In the US, the “double jeopardy” rule means you can’t be tried twice for the same crime – but there’s no such ban on the authorities trying to execute someone more than once, so Smith is going through a lengthy appeals process to prevent the state attempting to kill him all over again.

He’s currently lined up to be executed in January via a method that hasn’t been attempted before. The authorities want him to breathe in pure nitrogen until he suffocates.

But his legal team are fighting that plan, claiming that it would constitute a “cruel and unusual punishment” – something that is not allowed under the US constitution. They argue that it’s unclear whether being killed via the process called “nitrogen hypoxia” is painless, and they reckon Smith is being used as a human guinea pig.

His legal team is also claiming that his horrible ordeal last year when the executioners completely mucked up their attempts at killing him also constitutes cruelty.

Looking back at that awful day, Smith told the Mail: “I’ve tried to keep it out of my mind for the past year but I've been reliving this s**t for the past week.

“I’ve been sick to my stomach and not eaten. And I’ve been struggling with depression and nightmares – I’m in pretty bad shape.”

In a weird twist that might help his appeal not to be executed a second time, Smith also recounted a conversation he had with one of last year’s executioners.
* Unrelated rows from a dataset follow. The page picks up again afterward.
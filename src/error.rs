//! Error types for port operations.

use std::io;
use std::time::Duration;
use thiserror::Error;

/// A specialized `Result` type for port operations.
pub type Result<T, E = PortError> = std::result::Result<T, E>;

/// Errors surfaced by port operations.
///
/// A read deadline expiring is not represented here: a read that times out
/// with no data returns `Ok(0)`. Only a write deadline expiring with data
/// still unsent is an error, and it reports how much was transferred.
#[derive(Debug, Error)]
pub enum PortError {
    /// The port is closed, was never opened, or holds an invalidated handle.
    /// Checked locally before any call reaches the OS.
    #[error("invalid or closed port")]
    InvalidHandle,

    /// The requested operation has no native implementation on this platform.
    #[error("not implemented on this platform")]
    NotSupported,

    /// The write-total deadline expired before the transmit buffer drained.
    #[error("write timed out after {limit:?}, {written} of the requested bytes transferred")]
    WriteTimeout {
        /// Bytes the driver accepted before the deadline.
        written: usize,
        /// The write-total constraint that expired.
        limit: Duration,
    },

    /// The open options cannot be encoded for the native driver.
    #[error("invalid port configuration: {0}")]
    InvalidConfig(String),

    /// The underlying system call failed. Passed through unmodified from the
    /// handle provider.
    #[error("I/O error: {0}")]
    Io(#[from] io::Error),
}

impl PortError {
    /// Create an `InvalidConfig` error from a message.
    pub fn invalid_config(message: impl Into<String>) -> Self {
        Self::InvalidConfig(message.into())
    }

    /// Wrap the calling thread's last OS error.
    #[allow(dead_code)] // Only reachable from the native providers.
    pub(crate) fn last_os_error() -> Self {
        Self::Io(io::Error::last_os_error())
    }
}

impl From<PortError> for io::Error {
    fn from(err: PortError) -> Self {
        let message = err.to_string();
        match err {
            PortError::Io(e) => e,
            PortError::InvalidHandle => io::Error::new(io::ErrorKind::NotConnected, message),
            PortError::NotSupported => io::Error::new(io::ErrorKind::Unsupported, message),
            PortError::WriteTimeout { .. } => io::Error::new(io::ErrorKind::TimedOut, message),
            PortError::InvalidConfig(_) => io::Error::new(io::ErrorKind::InvalidInput, message),
        }
    }
}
He said: “He was trying to comfort me and we got into this bizarre conversation. He said: ‘Oh, you know, man, if you got to go, this is the way to go.’ Lethal injection, he said, is painless. And he said that gas is suffocation and that nobody knows what is going to happen. I've not been able to get that out of my head.”

Back in 1988, the dad-of-four – who was then 22 – admitted murdering Elizabeth Sennett, 45. He and a bloke called John Parker were paid the equivalent of £800 each by her hubby Charles, a pastor who was having an affair with another woman, to kill her so he could collect insurance money.

During last year’s shambles, Smith recalls that at one point one of the executioners shouted at him: “You can’t feel that,” convinced he had been successfully anaesthetised.

The prisoner added: “I kept telling them, ‘Call the f***ing judge. My case number is 2:22-CV-497. Somebody in this f***ing room call the judge or my lawyer.’ But nobody did.”

And the repeated attempts to jab him eventually became a farce – with one of the men even asking the prisoner to squeeze his hand to help them find a vein.

“I am f***ed if I am going to participate in my own execution,” he said recently.